An economy as a whole, comprises of various individuals, companies various commodities etc. , like individual income, output of a particular commodity by a company etc. When each of such units are combined, we get the aggregate of such attributes for the entire economy. In this light, let us understand the meaning of Micro and Macro Economics.
Micro and Macro Economics – Meaning of Microeconomics :-
The term ‘micro’ has been derived from the Greek word ‘mikros’ which means “small”.
Microeconomics is that part of economic theory, which studies the behavior of individual units of an economy. For example, Individual income, individual output, price of a commodity etc. The main tools of Microeconomics are Demand and supply.
Micro and Macro Economics – Meaning of Macroeconomics :-
The term ‘macro’ has been derived from the Greek word ‘makros’ which means ‘large’.
Macroeconomics deals with overall performance of the economy and is concerned with study of problems of the economy like inflation, unemployment, poverty etc. Macroeconomics is that part of economic theory which studies the behavior of aggregates of the economy as a whole.
For example : – National income, aggregate output, aggregate consumption etc.
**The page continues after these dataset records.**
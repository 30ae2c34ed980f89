use std::collections::BTreeMap;

use carry_core::{apply_workspace_edit, EditError, FileId, WorkspaceEdit};
use serde::Serialize;
use similar::{ChangeTag, TextDiff};

#[derive(Clone, Debug, PartialEq, Eq, Serialize)]
pub struct FilePreview {
    pub file: FileId,
    pub original: String,
    pub modified: String,
    pub unified_diff: String,
    pub added_lines: usize,
    pub removed_lines: usize,
}

#[derive(Clone, Debug, PartialEq, Eq, Serialize)]
pub struct RefactoringPreview {
    pub total_files: usize,
    pub files: Vec<FilePreview>,
}

impl RefactoringPreview {
    /// All file diffs, concatenated in file order.
    pub fn unified_diff(&self) -> String {
        self.files
            .iter()
            .map(|file| file.unified_diff.as_str())
            .collect()
    }
}

/// Unified diffs for every file `edit` changes, computed against `original_files`.
pub fn generate_preview(
    original_files: &BTreeMap<FileId, String>,
    edit: &WorkspaceEdit,
) -> Result<RefactoringPreview, EditError> {
    let modified_files = apply_workspace_edit(original_files, edit)?;

    let mut files = Vec::new();
    for file in edit.files() {
        let original = original_files.get(file).map(String::as_str).unwrap_or("");
        let modified = modified_files.get(file).map(String::as_str).unwrap_or("");
        if original == modified {
            continue;
        }

        let diff = TextDiff::from_lines(original, modified);
        let (mut added_lines, mut removed_lines) = (0, 0);
        for change in diff.iter_all_changes() {
            match change.tag() {
                ChangeTag::Insert => added_lines += 1,
                ChangeTag::Delete => removed_lines += 1,
                ChangeTag::Equal => {}
            }
        }
        let unified_diff = diff
            .unified_diff()
            .context_radius(3)
            .header(&format!("a/{file}"), &format!("b/{file}"))
            .to_string();

        files.push(FilePreview {
            file: file.clone(),
            original: original.to_string(),
            modified: modified.to_string(),
            unified_diff,
            added_lines,
            removed_lines,
        });
    }

    Ok(RefactoringPreview {
        total_files: files.len(),
        files,
    })
}

#[cfg(test)]
mod tests {
    use super::*;
    use carry_core::{TextEdit, TextRange};
    use pretty_assertions::assert_eq;

    #[test]
    fn preview_diffs_only_changed_files() {
        let files = BTreeMap::from([
            (FileId::new("A.java"), "class A {\n    int x;\n}\n".to_string()),
            (FileId::new("B.java"), "class B {}\n".to_string()),
        ]);
        let edit = WorkspaceEdit::new(vec![
            TextEdit::replace(FileId::new("A.java"), TextRange::new(18, 19), "y"),
            TextEdit::replace(FileId::new("B.java"), TextRange::new(0, 5), "class"),
        ]);
        let preview = generate_preview(&files, &edit).unwrap();
        assert_eq!(preview.total_files, 1);
        let file = &preview.files[0];
        assert_eq!(file.file, FileId::new("A.java"));
        assert_eq!((file.added_lines, file.removed_lines), (1, 1));
        assert_eq!(
            file.unified_diff,
            "--- a/A.java\n+++ b/A.java\n@@ -1,3 +1,3 @@\n \
             class A {\n-    int x;\n+    int y;\n }\n"
        );
        assert_eq!(preview.unified_diff(), file.unified_diff);
    }

    #[test]
    fn edits_to_unknown_files_fail() {
        let edit = WorkspaceEdit::new(vec![TextEdit::insert(FileId::new("C.java"), 0, "x")]);
        assert_eq!(
            generate_preview(&BTreeMap::new(), &edit),
            Err(EditError::UnknownFile(FileId::new("C.java")))
        );
    }
}
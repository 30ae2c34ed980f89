//! Reference search and classification over a [`SymbolModel`] snapshot.

use std::collections::BTreeSet;

use carry_core::{FileId, TextRange};
use carry_java::{CallSite, MethodId, Qualifier, SymbolModel, TypeName};

/// A call site of one of the searched methods.
///
/// References are evidence read from one model snapshot; their ranges are stale as soon as any
/// edit from the same snapshot has been applied.
#[derive(Clone, Debug, PartialEq, Eq)]
pub struct Reference {
    pub callee: MethodId,
    pub file: FileId,
    /// Qualifier (if any) through the method name.
    pub range: TextRange,
    pub name_range: TextRange,
    pub caller: Option<MethodId>,
    pub caller_type: TypeName,
    pub qualifier: Option<Qualifier>,
}

impl Reference {
    fn from_site(callee: &MethodId, site: &CallSite) -> Self {
        Reference {
            callee: callee.clone(),
            file: site.file.clone(),
            range: site.range,
            name_range: site.name_range,
            caller: site.containing_method.clone(),
            caller_type: site.containing_type.clone(),
            qualifier: site.qualifier.clone(),
        }
    }

    /// `true` if the call sits in a method that belongs to `methods`.
    pub fn caller_in(&self, methods: &BTreeSet<MethodId>) -> bool {
        self.caller.as_ref().is_some_and(|c| methods.contains(c))
    }
}

/// Where the code containing a reference ends up once the move-set has moved.
#[derive(Clone, Copy, Debug, PartialEq, Eq)]
pub enum CallerPlacement {
    /// The caller moves along with the callee.
    Moving,
    /// The caller already lives in the target type or a type nested in it.
    InTarget,
    /// The caller stays where it is, outside the target type.
    Elsewhere,
}

pub fn classify(
    model: &dyn SymbolModel,
    reference: &Reference,
    move_set: &BTreeSet<MethodId>,
    target: &TypeName,
) -> CallerPlacement {
    if reference.caller_in(move_set) {
        CallerPlacement::Moving
    } else if model.is_within(&reference.caller_type, target) {
        CallerPlacement::InTarget
    } else {
        CallerPlacement::Elsewhere
    }
}

/// Every call site project-wide whose target is one of `methods`, in file and offset order.
pub fn find_references_of(model: &dyn SymbolModel, methods: &BTreeSet<MethodId>) -> Vec<Reference> {
    let mut refs: Vec<Reference> = methods
        .iter()
        .flat_map(|method| {
            model
                .find_method_references(method)
                .into_iter()
                .map(move |site| Reference::from_site(method, site))
        })
        .collect();
    refs.sort_by(|a, b| {
        a.file
            .cmp(&b.file)
            .then_with(|| a.range.start.cmp(&b.range.start))
    });
    refs
}

/// Types other than `source` and `target` whose instance methods the moving code calls.
pub fn find_external_types_referenced_in_methods(
    model: &dyn SymbolModel,
    move_set: &BTreeSet<MethodId>,
    source: &TypeName,
    target: &TypeName,
) -> BTreeSet<TypeName> {
    move_set
        .iter()
        .flat_map(|method| model.calls_in(method))
        .filter_map(|call| call.target.as_ref())
        .filter(|callee| &callee.owner != source && &callee.owner != target)
        .filter(|callee| model.method(callee).is_some_and(|decl| !decl.is_static))
        .map(|callee| callee.owner.clone())
        .collect()
}

/// A type a method depends on, expressed as the import that makes it visible.
#[derive(Clone, Debug, PartialEq, Eq, PartialOrd, Ord, Hash)]
pub enum UsedType {
    /// A fully qualified type.
    Qualified(String),
    /// A name only resolvable through an on-demand import (`java.util.*`).
    OnDemand(String),
}

impl UsedType {
    pub fn import_path(&self) -> &str {
        match self {
            UsedType::Qualified(path) | UsedType::OnDemand(path) => path,
        }
    }
}

/// Types mentioned by `method`: return, parameter and thrown types, type arguments, local
/// variable types, casts and constructor calls.
pub fn collect_used_types(model: &dyn SymbolModel, method: &MethodId) -> BTreeSet<UsedType> {
    let mut used = BTreeSet::new();
    for mention in model.type_mentions(method) {
        match &mention.qualified {
            Some(qualified) => {
                used.insert(UsedType::Qualified(qualified.clone()));
            }
            None => used.extend(
                mention
                    .wildcard_candidates
                    .iter()
                    .map(|path| UsedType::OnDemand(path.clone())),
            ),
        }
    }
    used
}

#[cfg(test)]
mod tests {
    use super::*;
    use carry_java::JavaIndex;
    use pretty_assertions::assert_eq;
    use std::collections::BTreeMap;

    fn index(files: &[(&str, &str)]) -> JavaIndex {
        let files: BTreeMap<FileId, String> = files
            .iter()
            .map(|(path, text)| (FileId::new(*path), text.to_string()))
            .collect();
        JavaIndex::new(&files)
    }

    fn m(owner: &str, name: &str) -> MethodId {
        MethodId::new(TypeName::new(owner), name, Vec::new())
    }

    const A: &str = "class A {
    B b;
    void run() { helper(); b.work(); Util.log(); }
    void helper() {}
}
";
    const B: &str = "class B {
    void work() {}
    void call(A a) { a.helper(); }
    class Inner { void go(A a) { a.helper(); } }
}
";
    const UTIL: &str = "class Util { static void log() {} }\n";

    #[test]
    fn references_are_classified_by_caller_placement() {
        let index = index(&[("A.java", A), ("B.java", B), ("Util.java", UTIL)]);
        let helper = m("A", "helper");
        let refs = find_references_of(&index, &BTreeSet::from([helper.clone()]));
        assert_eq!(refs.len(), 3);

        let move_set = BTreeSet::from([m("A", "run"), helper]);
        let target = TypeName::new("B");
        let placements: Vec<CallerPlacement> = refs
            .iter()
            .map(|r| classify(&index, r, &move_set, &target))
            .collect();
        assert_eq!(
            placements,
            vec![
                CallerPlacement::Moving,
                CallerPlacement::InTarget,
                CallerPlacement::InTarget
            ]
        );
        assert_eq!(
            classify(&index, &refs[1], &move_set, &TypeName::new("Util")),
            CallerPlacement::Elsewhere
        );
        assert_eq!(refs[1].qualifier.as_ref().unwrap().text, "a");
    }

    #[test]
    fn external_types_skip_static_calls_and_both_endpoints() {
        let index = index(&[("A.java", A), ("B.java", B), ("Util.java", UTIL)]);
        let move_set = BTreeSet::from([m("A", "run"), m("A", "helper")]);
        let source = TypeName::new("A");
        let external = find_external_types_referenced_in_methods(
            &index,
            &move_set,
            &source,
            &TypeName::new("Util"),
        );
        assert_eq!(external, BTreeSet::from([TypeName::new("B")]));
        let none = find_external_types_referenced_in_methods(
            &index,
            &move_set,
            &source,
            &TypeName::new("B"),
        );
        assert!(none.is_empty());
    }

    #[test]
    fn used_types_include_imports_and_on_demand_candidates() {
        let text = "package p;

import java.io.IOException;
import java.util.*;
import q.Model;

class A {
    List<Model> load(String path) throws IOException { return new ArrayList<>(); }
}
";
        let model = "package q;\npublic class Model {}\n";
        let index = index(&[("p/A.java", text), ("q/Model.java", model)]);
        let load = MethodId::new(TypeName::new("p.A"), "load", vec!["String".into()]);
        let used = collect_used_types(&index, &load);
        assert_eq!(
            used,
            BTreeSet::from([
                UsedType::Qualified("java.io.IOException".into()),
                UsedType::Qualified("q.Model".into()),
                UsedType::OnDemand("java.util.*".into()),
            ])
        );
    }
}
Its main tools are Aggregate Demand and Aggregate supply.
Difference between Micro and Macro Economics
Microeconomics and microeconomics are not independent of each other and there is a lot of common ground between them.
Microeconomics depends on Macroeconomics
- Law of demand came into existence from the analysis of the behavior of a group (aggregate) of people.
- Law of commodity is influenced by the general price level prevailing in the economy.
Macroeconomics depends on Microeconomics
- National income of a country is nothing but the sum total of incomes of individuals units of the country.
- Aggregate demand depends on demand of individual households of the economy.